Every ending is also a new beginning.
Or perhaps that may only apply to the Hispanic population — a collective that has long suffered the impact of the Trump administration.
On Jan. 20, it was time to turn the page on four years of discrimination toward specific minority groups in the U.S.
Over the past four years, Spanish-speaking U.S. citizens have been subject to discrimination, slurs and other types of aggression — something that would seem unimaginable, at least under the U.S. Constitution.
Having lived overseas during my childhood and early teen years, I have always been exposed to multicultural and multilingual communities where no one was singled out for speaking their mother language.
Thus, all that changed for me when I moved back to the U.S. just over four years ago.
At the time I moved back, the impact of the discriminating slurs was not quite as tangible, however, that surfaced quite quickly and very soon it felt merely unsafe to speak my so-called mother language: Spanish.
Whenever I chose to speak Spanish with my immediate family out on the street, I would be stared at blatantly, as if Spanish-speaking was not allowed on U.S. soil by any means.
But that was not the only habit I had to change.

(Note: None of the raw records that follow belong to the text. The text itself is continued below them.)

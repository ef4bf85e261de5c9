use std::io::Write;
use std::sync::Arc;

use crate::builtins::registry::CommandInfo;
use crate::error::{report, ShellError};
use crate::parser::{Link, Statement};

use super::command::{build, describe};
use super::expand::expand;
use super::redirect::{wire, Streams};
use super::state::{ExecutionResult, Shell};
use super::tasks::TaskKind;

// ── Single statement ──────────────────────────────────────────────────────

/// Run one statement to completion, consuming it.
///
/// Builtins run on the calling thread against the statement's streams;
/// everything else is spawned and waited for. A non-zero exit status is a
/// failure.
pub fn run_statement(mut stmt: Statement, shell: &Shell) -> Result<ExecutionResult, ShellError> {
    if let Some(info) = shell.builtin(&stmt.name) {
        let result = (info.run)(&mut stmt, shell);
        let flushed = stmt.streams.stdout.flush();
        let result = result?;
        flushed?;
        return Ok(result);
    }

    let mut command = match stmt.process.take() {
        Some(command) => command,
        None => describe(&mut stmt, shell)?,
    };

    let Streams { stdin, stdout, stderr } = std::mem::take(&mut stmt.streams);
    command
        .stdin(stdin.into_stdio())
        .stdout(stdout.into_stdio())
        .stderr(stderr.into_stdio());

    let spawned = command.spawn();
    // Our copies of the pipe ends must go, or the reader never sees EOF.
    drop(command);

    let mut child = spawned.map_err(|source| ShellError::Spawn {
        name: stmt.name.clone(),
        path: shell.search_path().to_string(),
        source,
    })?;
    tracing::debug!(name = %stmt.name, pid = child.id(), "spawned");

    let status = child.wait().map_err(|source| ShellError::Wait {
        name: stmt.name.clone(),
        source,
    })?;

    if status.success() {
        Ok(ExecutionResult::KeepRunning)
    } else {
        Err(ShellError::Status { name: stmt.name, status })
    }
}

/// Start a statement as a tracked task; its failure is reported from the
/// task itself whenever it finishes.
fn launch_background(stmt: Statement, shell: &Arc<Shell>) -> Result<usize, ShellError> {
    let label = stmt.name.clone();
    let session = Arc::clone(shell);
    shell.tasks().spawn(TaskKind::Background, &label, move || {
        let result = run_statement(stmt, &session).map(|_| ());
        if let Err(e) = &result {
            report(e);
        }
        result
    })
}

// ── Batch ─────────────────────────────────────────────────────────────────

/// Expand, build, wire and sequence one batch.
///
/// Errors before sequencing abandon the whole batch; nothing has been
/// started at that point.
pub fn execute_batch(mut batch: Vec<Statement>, shell: &Arc<Shell>) -> ExecutionResult {
    if batch.is_empty() {
        return ExecutionResult::KeepRunning;
    }

    if let Err(e) = prepare(&mut batch, shell) {
        report(&e);
        tracing::debug!(statements = batch.len(), "batch abandoned");
        return ExecutionResult::KeepRunning;
    }

    sequence(batch, shell)
}

fn prepare(batch: &mut [Statement], shell: &Shell) -> Result<(), ShellError> {
    expand(batch, shell)?;
    build(batch, shell)?;
    wire(batch, shell)?;
    Ok(())
}

/// Run statements in order, deciding after each one whether to go on.
///
/// The decision uses the statement's own link (its relation to the next
/// one):
/// - failure continues only across `||`;
/// - success stops at `||`, since the alternative is not needed.
///
/// Background statements count as a success once launched.
pub fn sequence(batch: Vec<Statement>, shell: &Arc<Shell>) -> ExecutionResult {
    for stmt in batch {
        let link = stmt.link;
        let outcome = if stmt.background {
            launch_background(stmt, shell).map(|_| ExecutionResult::KeepRunning)
        } else {
            run_statement(stmt, shell)
        };

        match outcome {
            Ok(ExecutionResult::Exit) => return ExecutionResult::Exit,
            Ok(ExecutionResult::KeepRunning) => {
                if link == Link::Or {
                    break;
                }
            }
            Err(e) => {
                report(&e);
                if link != Link::Or {
                    break;
                }
            }
        }
    }

    ExecutionResult::KeepRunning
}

// ── Multi-call entry ──────────────────────────────────────────────────────

/// Run a fork builtin as the whole program, with the inherited streams.
pub fn run_fork_builtin(info: CommandInfo, args: Vec<String>, shell: &Shell) -> Result<(), ShellError> {
    if info.isolated && std::env::var_os(super::command::ISOLATED_ENV).is_none() {
        isolate_current_process()?;
    }
    let mut stmt = Statement::resolved(info.name, args);
    (info.run)(&mut stmt, shell).map(|_| ())
}

#[cfg(target_os = "linux")]
fn isolate_current_process() -> Result<(), ShellError> {
    use nix::sched::{unshare, CloneFlags};
    unshare(CloneFlags::CLONE_NEWNS).map_err(|e| ShellError::Io(e.into()))
}

#[cfg(not(target_os = "linux"))]
fn isolate_current_process() -> Result<(), ShellError> {
    Err(ShellError::Io(std::io::Error::new(
        std::io::ErrorKind::Unsupported,
        "mount namespaces are only available on Linux",
    )))
}

// ── Tests ──────────────────────────────────────────────────────────────────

The situation also forced me to slightly alter the spelling of my name — again, a thought that would have never crossed my mind.

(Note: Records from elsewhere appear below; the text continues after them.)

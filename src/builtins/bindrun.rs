use std::os::unix::process::CommandExt;
use std::process::Command;

use nix::mount::{mount, MsFlags};

use crate::builtins::registry::CommandInfo;
use crate::engine::{ExecutionResult, Shell, ISOLATED_ENV};
use crate::error::ShellError;
use crate::parser::Statement;

pub const COMMAND_INFO: CommandInfo = CommandInfo {
    name: "bindrun",
    description: "Run a program with a directory bind-mounted over another.",
    usage: "bindrun SOURCE TARGET PROGRAM [ARG ...]\n\nIn a private mount namespace, bind SOURCE over TARGET and run PROGRAM.\nThe usual way to give a program a per-user environment directory at /env.",
    isolated: true,
    run,
};

pub fn run(stmt: &mut Statement, shell: &Shell) -> Result<ExecutionResult, ShellError> {
    let [source, target, program, rest @ ..] = stmt.args.as_slice() else {
        return Err(ShellError::builtin("bindrun", "usage: bindrun SOURCE TARGET PROGRAM [ARG ...]"));
    };

    // Keep the bind from propagating back into the parent namespace.
    mount(None::<&str>, "/", None::<&str>, MsFlags::MS_REC | MsFlags::MS_PRIVATE, None::<&str>)
        .map_err(|e| ShellError::builtin("bindrun", format!("making / private: {}", e)))?;
    mount(Some(source.as_str()), target.as_str(), None::<&str>, MsFlags::MS_BIND | MsFlags::MS_REC, None::<&str>)
        .map_err(|e| ShellError::builtin("bindrun", format!("binding {} on {}: {}", source, target, e)))?;

    // Only returns on failure.
    let source = Command::new(program)
        .args(rest)
        .env_remove(ISOLATED_ENV)
        .exec();
    Err(ShellError::Spawn {
        name: program.clone(),
        path: shell.search_path().to_string(),
        source,
    })
}

#[cfg(test)]
mod tests {
    use super::*;
    use crate::config::Config;

    #[test]
    fn test_bindrun_requires_three_arguments() {
        let shell = Shell::new(Config::default()).unwrap();
        let mut stmt = Statement::resolved("bindrun", vec!["/src".to_string(), "/dst".to_string()]);
        let err = run(&mut stmt, &shell).unwrap_err();
        assert!(err.to_string().contains("usage"));
    }
}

Having lived in Spain, I was used to spelling both my first name and last name with what is known in Spanish grammar as a tilde, or the accent that goes on a vowel to emphasize that respective vowel.
Over the aforementioned span of four years, I have learned to accept my new identity within the constraints of a society that greatly fails to accept other ethnic and racial minorities.

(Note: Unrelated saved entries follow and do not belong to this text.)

use std::env;
use std::path::PathBuf;
use std::process::Command;
#[cfg(unix)]
use std::os::unix::process::CommandExt;

use crate::error::ShellError;
use crate::parser::Statement;

use super::path::find_executable;
use super::state::Shell;

/// Set on a re-executed fork builtin whose mount namespace was already
/// unshared by the interpreter.
pub const ISOLATED_ENV: &str = "RUSH_ISOLATED";

/// Create a process descriptor for every statement that is not an
/// in-process builtin. Nothing is started here.
pub fn build(batch: &mut [Statement], shell: &Shell) -> Result<(), ShellError> {
    for stmt in batch.iter_mut() {
        if shell.builtin(&stmt.name).is_some() {
            continue;
        }
        let command = describe(stmt, shell)?;
        stmt.process = Some(command);
    }
    Ok(())
}

/// The descriptor for one statement.
///
/// Fork builtins re-execute this binary under the builtin's name; the
/// registry entry decides whether that child gets its own mount namespace.
pub fn describe(stmt: &mut Statement, shell: &Shell) -> Result<Command, ShellError> {
    match shell.fork_builtin(&stmt.name) {
        Some(info) => {
            stmt.isolated = info.isolated;
            self_command(stmt)
        }
        None => Ok(external_command(stmt, shell.search_path())),
    }
}

fn external_command(stmt: &Statement, search_path: &str) -> Command {
    // A failed lookup surfaces as NotFound when the process is spawned.
    let program = find_executable(&stmt.name, search_path)
        .unwrap_or_else(|| PathBuf::from(&stmt.name));

    let mut command = Command::new(program);
    #[cfg(unix)]
    command.arg0(&stmt.name);
    command.args(&stmt.args);
    command
}

fn self_command(stmt: &Statement) -> Result<Command, ShellError> {
    let exe = env::current_exe()?;

    let mut command = Command::new(exe);
    #[cfg(unix)]
    command.arg0(&stmt.name);
    command.args(&stmt.args);

    if stmt.isolated {
        isolate(&mut command)?;
    }
    Ok(command)
}

#[cfg(target_os = "linux")]
fn isolate(command: &mut Command) -> Result<(), ShellError> {
    use nix::sched::{unshare, CloneFlags};

    command.env(ISOLATED_ENV, "1");
    unsafe {
        command.pre_exec(|| unshare(CloneFlags::CLONE_NEWNS).map_err(std::io::Error::from));
    }
    Ok(())
}

#[cfg(not(target_os = "linux"))]
fn isolate(_command: &mut Command) -> Result<(), ShellError> {
    Err(ShellError::Io(std::io::Error::new(
        std::io::ErrorKind::Unsupported,
        "mount namespaces are only available on Linux",
    )))
}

All of that, even taking into account that the Hispanic minority is the largest minority in the U.S. Yes, I said the largest.
Maybe the impact is simply greater in Stuart, Florida, just because there is a greater presence of Hispanics compared to that of Oswego.
Nonetheless, as Joe Biden said in his inaugural speech as the President of the United States, “it is time for us to come together as a nation to heal.”
“What’s past is prologue,” wrote Shakespeare. History truly does repeat itself.
Now, looking ahead, the light is at the end of the tunnel for the Hispanic community under the Biden-Harris administration.